3 Describing Data with Tables and Graphs

3.1 Organizing Categorical Data

“The greatest value of a picture is when it forces us to notice what we never expected to see.” – John Tukey

Guiding question: Which graphs work best for categorical data?

When you collect data that fall into groups—like preferred streaming service, political affiliation, or type of pet—the first step is to count how many observations fall into each category. Those counts form the backbone of both tables and graphs for categorical data. In this section we’ll learn how to build simple frequency tables, translate them into proportions or percentages, and organize two categorical variables together in a two‑way table. Along the way we’ll see when different visual summaries make sense and preview bar and pie charts (covered in detail in Section 3.2).

Frequency and relative frequency tables

A frequency table lists the possible values of a categorical variable and the number of times each value occurs. It’s one of the simplest ways to summarize data, but it packs a punch. Such tables usually have two columns: one for the categories and one for their counts. Creating one involves listing the distinct categories and tallying how many observations fall into each category.

Sometimes absolute counts aren’t enough—especially when comparing samples of different sizes. A relative frequency expresses each category’s count as a proportion of the total. When we add a column of proportions (or percentages) to a frequency table we get a relative frequency table. To compute the relative frequencies, divide each count by the total number of observations. Relative frequencies always add up to 1 (or 100% when expressed as percentages), which makes them handy for comparing distributions across different sample sizes.

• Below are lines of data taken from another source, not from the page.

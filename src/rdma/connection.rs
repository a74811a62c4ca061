use std::collections::VecDeque;
use std::sync::atomic::Ordering;
use std::sync::Arc;

use log::warn;
use parking_lot::Mutex;
use rdma_sys::{
    ibv_pd, ibv_post_recv, ibv_post_send, ibv_qp, ibv_recv_wr, ibv_send_flags, ibv_send_wr,
    ibv_sge, ibv_wr_opcode, rdma_cm_id,
};

use crate::cache::{CacheEntry, LruCache};
use crate::config::Config;
use crate::fs::{make_etag, map_url_to_fs, read_file};
use crate::metrics::metrics;
use crate::rdma::buffer::Buffer;
use crate::rdma::protocol::{self, Op};
use crate::rdma::RdmaError;

#[derive(Debug, Clone, Copy, PartialEq, Eq)]
pub enum WorkKind {
    Recv,
    Send,
}

/// Tags a posted work request. Holds a strong reference to its connection
/// so a completion arriving after close still dispatches safely, plus the
/// raw address of the buffer pinned for the operation. The work item is
/// the unique owner of the WR's lifecycle: it is boxed into `wr_id` at
/// post time and reclaimed exactly once by the poller.
pub struct Work {
    pub conn: Arc<RdmaConnection>,
    pub kind: WorkKind,
    pub buf: *mut Buffer,
}

unsafe impl Send for Work {}

struct ConnState {
    closed: bool,
    recv_pool: Vec<Box<Buffer>>,
    recv_inflight: usize,
    // Posted sends in FIFO post order; completions reconcile front-first.
    send_queue: VecDeque<Box<Buffer>>,
    sends_inflight: usize,
    // Prepared body chunks waiting for send credit.
    deferred: VecDeque<Box<Buffer>>,
}

/// Per-QP state: the posted RECV pool, request dispatch, the chunked SEND
/// pipeline and its flow-control accounting. Poller threads may deliver
/// completions for one connection concurrently, so every state transition
/// goes through the connection mutex.
pub struct RdmaConnection {
    id: *mut rdma_cm_id,
    pd: *mut ibv_pd,
    cfg: Arc<Config>,
    cache: Arc<LruCache>,
    state: Mutex<ConnState>,
}

unsafe impl Send for RdmaConnection {}
unsafe impl Sync for RdmaConnection {}

impl RdmaConnection {
    pub fn new(
        id: *mut rdma_cm_id,
        pd: *mut ibv_pd,
        cfg: Arc<Config>,
        cache: Arc<LruCache>,
    ) -> Arc<Self> {
        Arc::new(Self {
            id,
            pd,
            cfg,
            cache,
            state: Mutex::new(ConnState {
                closed: false,
                recv_pool: Vec::new(),
                recv_inflight: 0,
                send_queue: VecDeque::new(),
                sends_inflight: 0,
                deferred: VecDeque::new(),
            }),
        })
    }

    /// Allocates and posts the whole RECV pool. Must run before accept.
    pub fn init(self: &Arc<Self>) -> Result<(), RdmaError> {
        let mut st = self.state.lock();
        st.recv_pool.reserve(self.cfg.rdma_recv_bufs_per_conn);
        for _ in 0..self.cfg.rdma_recv_bufs_per_conn {
            st.recv_pool
                .push(Buffer::new(self.pd, self.cfg.rdma_recv_buf_size)?);
        }
        let posted = self.post_recvs_locked(&mut st, self.cfg.rdma_recv_bufs_per_conn);
        if posted == 0 {
            return Err(RdmaError::Sys("ibv_post_recv"));
        }
        Ok(())
    }

    pub fn qp_num(&self) -> u32 {
        let qp = self.qp();
        if qp.is_null() {
            0
        } else {
            // SAFETY: qp checked non-null; the CM owns it until disconnect.
            unsafe { (*qp).qp_num }
        }
    }

    fn qp(&self) -> *mut ibv_qp {
        // SAFETY: id outlives the connection (destroyed by the server after
        // this connection leaves the live set).
        unsafe { (*self.id).qp }
    }

    fn post_recvs_locked(self: &Arc<Self>, st: &mut ConnState, count: usize) -> usize {
        let mut posted = 0;
        for _ in 0..count {
            if st.closed {
                break;
            }
            let Some(buf) = st.recv_pool.pop() else {
                break;
            };
            let raw = Box::into_raw(buf);
            let work = Box::into_raw(Box::new(Work {
                conn: Arc::clone(self),
                kind: WorkKind::Recv,
                buf: raw,
            }));

            // SAFETY: raw points to a live Buffer owned by this WR until
            // its completion is reaped.
            let mut sge = unsafe {
                ibv_sge {
                    addr: (*raw).addr(),
                    length: (*raw).capacity() as u32,
                    lkey: (*raw).lkey(),
                }
            };
            let mut wr: ibv_recv_wr = unsafe { std::mem::zeroed() };
            wr.wr_id = work as u64;
            wr.sg_list = &mut sge;
            wr.num_sge = 1;
            let mut bad: *mut ibv_recv_wr = std::ptr::null_mut();

            // SAFETY: qp is live, wr/sge are valid for the call duration.
            let rc = unsafe { ibv_post_recv(self.qp(), &mut wr, &mut bad) };
            if rc != 0 {
                // SAFETY: both raws came from Box::into_raw above.
                unsafe {
                    drop(Box::from_raw(work));
                    st.recv_pool.push(Box::from_raw(raw));
                }
                break;
            }
            st.recv_inflight += 1;
            posted += 1;
        }
        posted
    }

    /// A request landed in `work`'s buffer. Dispatch it, then return the
    /// buffer to the pool and repost one RECV to keep the credit.
    pub fn on_recv_complete(self: &Arc<Self>, work: Box<Work>, byte_len: u32) {
        debug_assert_eq!(work.kind, WorkKind::Recv);
        // SAFETY: the work item uniquely owns this buffer.
        let buf = unsafe { Box::from_raw(work.buf) };
        drop(work);

        match protocol::parse_request(buf.as_slice(byte_len as usize)) {
            None => {
                let _ = self.send_header(400, 0, 0);
            }
            Some(req) => {
                metrics().rdma_requests.fetch_add(1, Ordering::Relaxed);
                match req.op {
                    Op::Ping => {
                        let _ = self.send_header(200, 0, 0);
                        metrics().rdma_ok.fetch_add(1, Ordering::Relaxed);
                    }
                    Op::Get => self.handle_get(&req.path),
                }
            }
        }

        let mut st = self.state.lock();
        st.recv_pool.push(buf);
        st.recv_inflight = st.recv_inflight.saturating_sub(1);
        self.post_recvs_locked(&mut st, 1);
    }

    fn handle_get(self: &Arc<Self>, url_path: &str) {
        let mapped = match map_url_to_fs(&self.cfg.doc_root, url_path) {
            Ok(m) => m,
            Err(_) => {
                let _ = self.send_header(400, 0, 0);
                metrics().rdma_err.fetch_add(1, Ordering::Relaxed);
                return;
            }
        };
        if !mapped.exists {
            let _ = self.send_header(404, 0, 0);
            metrics().rdma_err.fetch_add(1, Ordering::Relaxed);
            return;
        }

        let entry = match self.cache.get(&mapped.cache_key) {
            Some(entry) => entry,
            None => match read_file(&mapped.fs_path) {
                Err(_) => {
                    let _ = self.send_header(500, 0, 0);
                    metrics().rdma_err.fetch_add(1, Ordering::Relaxed);
                    return;
                }
                Ok(contents) => {
                    let body: Arc<[u8]> = contents.data.into();
                    let etag = make_etag(body.len(), contents.last_modified);
                    let entry = CacheEntry::new(body, contents.last_modified, etag);
                    self.cache.put(mapped.cache_key.clone(), entry.clone());
                    entry
                }
            },
        };

        let total = entry.size as u64;
        let chunk = protocol::chunk_for(self.cfg.rdma_send_chunk, total);
        if self.send_header(200, total, chunk).is_err() {
            metrics().rdma_err.fetch_add(1, Ordering::Relaxed);
            return;
        }
        if total > 0 {
            if self.send_body_chunks(&entry.body, chunk).is_err() {
                metrics().rdma_err.fetch_add(1, Ordering::Relaxed);
                return;
            }
        }
        metrics().rdma_ok.fetch_add(1, Ordering::Relaxed);
        metrics().rdma_bytes.fetch_add(total, Ordering::Relaxed);
    }

    /// Response headers bypass flow control; there is exactly one per
    /// request and the credit ceiling applies to body chunks.
    fn send_header(
        self: &Arc<Self>,
        status: u16,
        content_len: u64,
        chunk: u32,
    ) -> Result<(), RdmaError> {
        let bytes = protocol::make_resp_header(status, content_len, chunk);
        let mut buf = Buffer::new(self.pd, bytes.len())?;
        buf.fill(&bytes);
        let mut st = self.state.lock();
        self.post_send_locked(&mut st, buf)
    }

    /// Splits the body into `chunk`-byte SENDs in offset order. Chunks past
    /// the outstanding-send ceiling are parked on the deferred queue and
    /// posted from `on_send_complete` as credit frees up.
    fn send_body_chunks(self: &Arc<Self>, body: &Arc<[u8]>, chunk: u32) -> Result<(), RdmaError> {
        let chunk = chunk as usize;
        let total = body.len();
        let mut off = 0;
        let mut st = self.state.lock();
        while off < total {
            let n = chunk.min(total - off);
            let mut buf = Buffer::new(self.pd, n)?;
            buf.fill(&body[off..off + n]);
            if st.sends_inflight >= self.cfg.rdma_max_outstanding_sends {
                st.deferred.push_back(buf);
            } else {
                self.post_send_locked(&mut st, buf)?;
            }
            off += n;
        }
        Ok(())
    }

    fn post_send_locked(
        self: &Arc<Self>,
        st: &mut ConnState,
        mut buf: Box<Buffer>,
    ) -> Result<(), RdmaError> {
        if st.closed {
            return Err(RdmaError::Closed);
        }
        let raw: *mut Buffer = &mut *buf;
        let work = Box::into_raw(Box::new(Work {
            conn: Arc::clone(self),
            kind: WorkKind::Send,
            buf: raw,
        }));

        let mut sge = ibv_sge {
            addr: buf.addr(),
            length: buf.len() as u32,
            lkey: buf.lkey(),
        };
        let mut wr: ibv_send_wr = unsafe { std::mem::zeroed() };
        wr.wr_id = work as u64;
        wr.sg_list = &mut sge;
        wr.num_sge = 1;
        wr.opcode = ibv_wr_opcode::IBV_WR_SEND;
        wr.send_flags = ibv_send_flags::IBV_SEND_SIGNALED.0;
        let mut bad: *mut ibv_send_wr = std::ptr::null_mut();

        // SAFETY: qp is live; the buffer outlives the WR because it moves
        // into the in-flight queue below and is only released on completion.
        let rc = unsafe { ibv_post_send(self.qp(), &mut wr, &mut bad) };
        if rc != 0 {
            // SAFETY: work came from Box::into_raw above; buf is still ours.
            unsafe { drop(Box::from_raw(work)) };
            return Err(RdmaError::Sys("ibv_post_send"));
        }
        st.sends_inflight += 1;
        st.send_queue.push_back(buf);
        Ok(())
    }

    /// Releases the completed buffer (FIFO identity, linear fallback) and
    /// drains deferred chunks back up to the credit ceiling.
    pub fn on_send_complete(self: &Arc<Self>, work: Box<Work>) {
        debug_assert_eq!(work.kind, WorkKind::Send);
        let mut st = self.state.lock();
        Self::reclaim_send_locked(&mut st, work.buf);

        while st.sends_inflight < self.cfg.rdma_max_outstanding_sends {
            let Some(buf) = st.deferred.pop_front() else {
                break;
            };
            if let Err(e) = self.post_send_locked(&mut st, buf) {
                warn!("[rdma] deferred send failed: {}", e);
                break;
            }
        }
    }

    /// A completion failed (flush or error status). The work item is gone;
    /// the buffer it pinned still has to be returned to its owner so pools
    /// stay balanced.
    pub fn on_completion_failed(self: &Arc<Self>, work: Box<Work>) {
        let mut st = self.state.lock();
        match work.kind {
            WorkKind::Recv => {
                // SAFETY: the work item uniquely owns a recv buffer.
                let buf = unsafe { Box::from_raw(work.buf) };
                st.recv_pool.push(buf);
                st.recv_inflight = st.recv_inflight.saturating_sub(1);
            }
            WorkKind::Send => {
                Self::reclaim_send_locked(&mut st, work.buf);
            }
        }
    }

    fn reclaim_send_locked(st: &mut ConnState, buf: *mut Buffer) {
        let front_matches = st
            .send_queue
            .front()
            .map_or(false, |b| std::ptr::eq(&**b, buf));
        if front_matches {
            let _ = st.send_queue.pop_front();
        } else if let Some(i) = st
            .send_queue
            .iter()
            .position(|b| std::ptr::eq(&**b, buf))
        {
            let _ = st.send_queue.remove(i);
        }
        st.sends_inflight = st.sends_inflight.saturating_sub(1);
    }

    /// Marks the connection closed. Outstanding completions still drain
    /// through the strong references held by their work items; nothing new
    /// is posted after this.
    pub fn close(&self) {
        let mut st = self.state.lock();
        if st.closed {
            return;
        }
        st.closed = true;
        st.deferred.clear();
    }
}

An example: common symptoms in a clinic

Imagine you survey 30 patients at a local clinic about the primary symptom that brought them in. You record four categories: “Headache,” “Back pain,” “Fatigue,” and “Nausea.” We can organize the responses in a simple table of counts and proportions. Below we simulate such a survey and display the results.

response	frequency	relative_frequency
Back pain	9	0.3000000
Fatigue	9	0.3000000
Headache	8	0.2666667
Nausea	4	0.1333333

The table lists the four categories in alphabetical order with their counts and relative frequencies. For instance, if 8 of the 30 patients reported “Headache,” the relative frequency of “Headache” is \(8/30 \approx 0.27\). The accompanying bar chart gives a visual sense of the same information: each bar’s height corresponds to a category’s frequency, and the bars are separated to emphasize that the categories have no inherent order. In practice you might reorder the bars to make the graph easier to read—perhaps putting the largest category first.

Pareto charts

Sometimes you want to highlight the few categories that account for most of the observations. A Pareto chart is a bar chart arranged in descending order of frequency and often paired with a cumulative percentage line. It helps you identify the “vital few and trivial many” in quality control and business applications. Pareto charts are useful when there are many categories and you want to focus attention on the most common causes or responses.

Tip:

In JMP Pro 17 you can create a frequency table by selecting Analyze → Distribution, assigning your categorical variable to the X role, and examining the resulting counts. To add relative frequencies, use the red triangle menu (▸) to choose Display Options → Show Percent. JMP’s Graph Builder will automatically construct a bar chart when you drag a categorical variable to the X‑axis and the count statistic to the Y‑axis.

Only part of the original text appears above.